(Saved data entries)
use serde::{Deserialize, Serialize};
use std::collections::{BTreeMap, BTreeSet};
use std::fs;
use std::path::{Path, PathBuf};

/// Load environment variables from .env file with robust parsing.
/// Handles values with spaces without requiring quotes.
pub fn load_dotenv() {
    let env_path = Path::new(".env");
    if !env_path.exists() {
        return;
    }

    let content = match fs::read_to_string(env_path) {
        Ok(c) => c,
        Err(_) => return,
    };

    for (key, value) in parse_dotenv(&content) {
        // Only set if not already set (env vars take precedence)
        if std::env::var(key).is_err() {
            // SAFETY: We're single-threaded at this point (called before any async runtime)
            unsafe { std::env::set_var(key, value) };
        }
    }
}

fn parse_dotenv(content: &str) -> Vec<(&str, &str)> {
    let mut vars = Vec::new();
    for line in content.lines() {
        let line = line.trim();

        // Skip empty lines and comments
        if line.is_empty() || line.starts_with('#') {
            continue;
        }

        if let Some((key, value)) = line.split_once('=') {
            let mut value = value.trim();

            // Remove surrounding quotes if present
            if value.len() >= 2
                && ((value.starts_with('"') && value.ends_with('"'))
                    || (value.starts_with('\'') && value.ends_with('\'')))
            {
                value = &value[1..value.len() - 1];
            }
            vars.push((key.trim(), value));
        }
    }
    vars
}

#[derive(Debug, Clone, Serialize, Deserialize)]
pub struct Config {
    pub mqtt: MqttConfig,
    pub storage: StorageConfig,
    pub readers: ReadersConfig,
    pub board: BoardConfig,
}

#[derive(Debug, Clone, Serialize, Deserialize)]
pub struct MqttConfig {
    pub broker_host: String,
    pub broker_port: u16,
    pub client_id: String,
    pub username: Option<String>,
    pub password: Option<String>,
    /// Root of every topic used by the daemon
    pub topic_prefix: String,
}

#[derive(Debug, Clone, Serialize, Deserialize)]
pub struct StorageConfig {
    pub catalog_path: PathBuf,
    pub ledger_path: PathBuf,
}

#[derive(Debug, Clone, Serialize, Deserialize)]
pub struct ReadersConfig {
    /// Sysfs directory of the 1-wire bus
    pub onewire_path: PathBuf,
    /// DHT22 reader command, `{pin}` is replaced by the physical pin
    pub dht22_command: String,
    pub dht22_timeout_secs: u64,
}

#[derive(Debug, Clone, Serialize, Deserialize)]
pub struct BoardConfig {
    /// Line name to physical header pin
    pub gpios: BTreeMap<String, u32>,
    /// Lines held by a kernel driver (1-wire overlay, ...)
    pub driver_reserved: BTreeSet<String>,
}

/// Raspberry Pi 40-pin header, BCM line to physical pin.
const RASPI_GPIOS: [(&str, u32); 28] = [
    ("GPIO0", 27),
    ("GPIO1", 28),
    ("GPIO2", 3),
    ("GPIO3", 5),
    ("GPIO4", 7),
    ("GPIO5", 29),
    ("GPIO6", 31),
    ("GPIO7", 26),
    ("GPIO8", 24),
    ("GPIO9", 21),
    ("GPIO10", 19),
    ("GPIO11", 23),
    ("GPIO12", 32),
    ("GPIO13", 33),
    ("GPIO14", 8),
    ("GPIO15", 10),
    ("GPIO16", 36),
    ("GPIO17", 11),
    ("GPIO18", 12),
    ("GPIO19", 35),
    ("GPIO20", 38),
    ("GPIO21", 40),
    ("GPIO22", 15),
    ("GPIO23", 16),
    ("GPIO24", 18),
    ("GPIO25", 22),
    ("GPIO26", 37),
    ("GPIO27", 13),
];

impl Default for BoardConfig {
    fn default() -> Self {
        Self {
            gpios: RASPI_GPIOS
                .iter()
                .map(|(gpio, pin)| (gpio.to_string(), *pin))
                .collect(),
            driver_reserved: BTreeSet::new(),
        }
    }
}

fn data_dir() -> PathBuf {
    dirs::data_dir()
        .unwrap_or_else(|| PathBuf::from("."))
        .join("gpio-sensors")
}

impl Default for Config {
    fn default() -> Self {
        let data_dir = data_dir();
        Self {
            mqtt: MqttConfig {
                broker_host: "10.0.0.2".to_string(),
                broker_port: 1883,
                client_id: "gpio-sensors".to_string(),
                username: None,
                password: None,
                topic_prefix: "gpio-sensors".to_string(),
            },
            storage: StorageConfig {
                catalog_path: data_dir.join("sensors.json"),
                ledger_path: data_dir.join("gpios.json"),
            },
            readers: ReadersConfig {
                onewire_path: PathBuf::from("/sys/bus/w1/devices/"),
                dht22_command: "/usr/local/bin/dht22 {pin}".to_string(),
                dht22_timeout_secs: 11,
            },
            board: BoardConfig::default(),
        }
    }
}

impl Config {
    pub fn from_env() -> Self {
        let mut config = Self::default();

        // MQTT configuration
        if let Ok(host) = std::env::var("MQTT_BROKER_HOST") {
            config.mqtt.broker_host = host;
        }
        if let Ok(port) = std::env::var("MQTT_BROKER_PORT")
            && let Ok(p) = port.parse()
        {
            config.mqtt.broker_port = p;
        }
        if let Ok(client_id) = std::env::var("MQTT_CLIENT_ID") {
            config.mqtt.client_id = client_id;
        }
        if let Ok(username) = std::env::var("MQTT_USERNAME") {
            config.mqtt.username = Some(username);
        }
        if let Ok(password) = std::env::var("MQTT_PASSWORD") {
            config.mqtt.password = Some(password);
        }
        if let Ok(prefix) = std::env::var("MQTT_TOPIC_PREFIX") {
            config.mqtt.topic_prefix = prefix.trim_end_matches('/').to_string();
        }

        // Storage
        if let Ok(path) = std::env::var("SENSORS_CATALOG_PATH") {
            config.storage.catalog_path = PathBuf::from(path);
        }
        if let Ok(path) = std::env::var("SENSORS_LEDGER_PATH") {
            config.storage.ledger_path = PathBuf::from(path);
        }

        // Readers
        if let Ok(path) = std::env::var("ONEWIRE_PATH") {
            config.readers.onewire_path = PathBuf::from(path);
        }
        if let Ok(command) = std::env::var("DHT22_COMMAND") {
            config.readers.dht22_command = command;
        }
        if let Ok(timeout) = std::env::var("DHT22_TIMEOUT_SECS")
            && let Ok(t) = timeout.parse()
        {
            config.readers.dht22_timeout_secs = t;
        }

        // Board
        if let Ok(gpios) = std::env::var("DRIVER_RESERVED_GPIOS") {
            config.board.driver_reserved = parse_gpio_list(&gpios);
        }

        config
    }
}

fn parse_gpio_list(value: &str) -> BTreeSet<String> {
    value
        .split(',')
        .map(str::trim)
        .filter(|gpio| !gpio.is_empty())
        .map(str::to_string)
        .collect()
}

#[cfg(test)]
mod tests {
    use super::*;

    #[test]
    fn test_parse_dotenv() {
        let vars = parse_dotenv(
            "# broker\nMQTT_BROKER_HOST = 10.0.0.9\n\nDHT22_COMMAND=\"/opt/dht22 --pin {pin}\"\nbroken line\n",
        );
        assert_eq!(
            vars,
            vec![
                ("MQTT_BROKER_HOST", "10.0.0.9"),
                ("DHT22_COMMAND", "/opt/dht22 --pin {pin}"),
            ]
        );
    }

    #[test]
    fn test_default_board() {
        let board = BoardConfig::default();
        assert_eq!(board.gpios.len(), 28);
        assert_eq!(board.gpios.get("GPIO4"), Some(&7));
        assert_eq!(board.gpios.get("GPIO27"), Some(&13));
        assert!(board.driver_reserved.is_empty());
    }

    #[test]
    fn test_defaults() {
        let config = Config::default();
        assert_eq!(config.readers.dht22_timeout_secs, 11);
        assert!(config.storage.catalog_path.ends_with("gpio-sensors/sensors.json"));
        assert_eq!(config.mqtt.topic_prefix, "gpio-sensors");
    }

    #[test]
    fn test_parse_gpio_list() {
        let gpios = parse_gpio_list(" GPIO4, ,GPIO17 ");
        assert_eq!(
            gpios.into_iter().collect::<Vec<_>>(),
            vec!["GPIO17".to_string(), "GPIO4".to_string()]
        );
    }
}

- EXERCISE: For every line of the records that includes the string "struct", add one to a tally; the answer is that tally alone.

- WRITTEN ANSWER: 5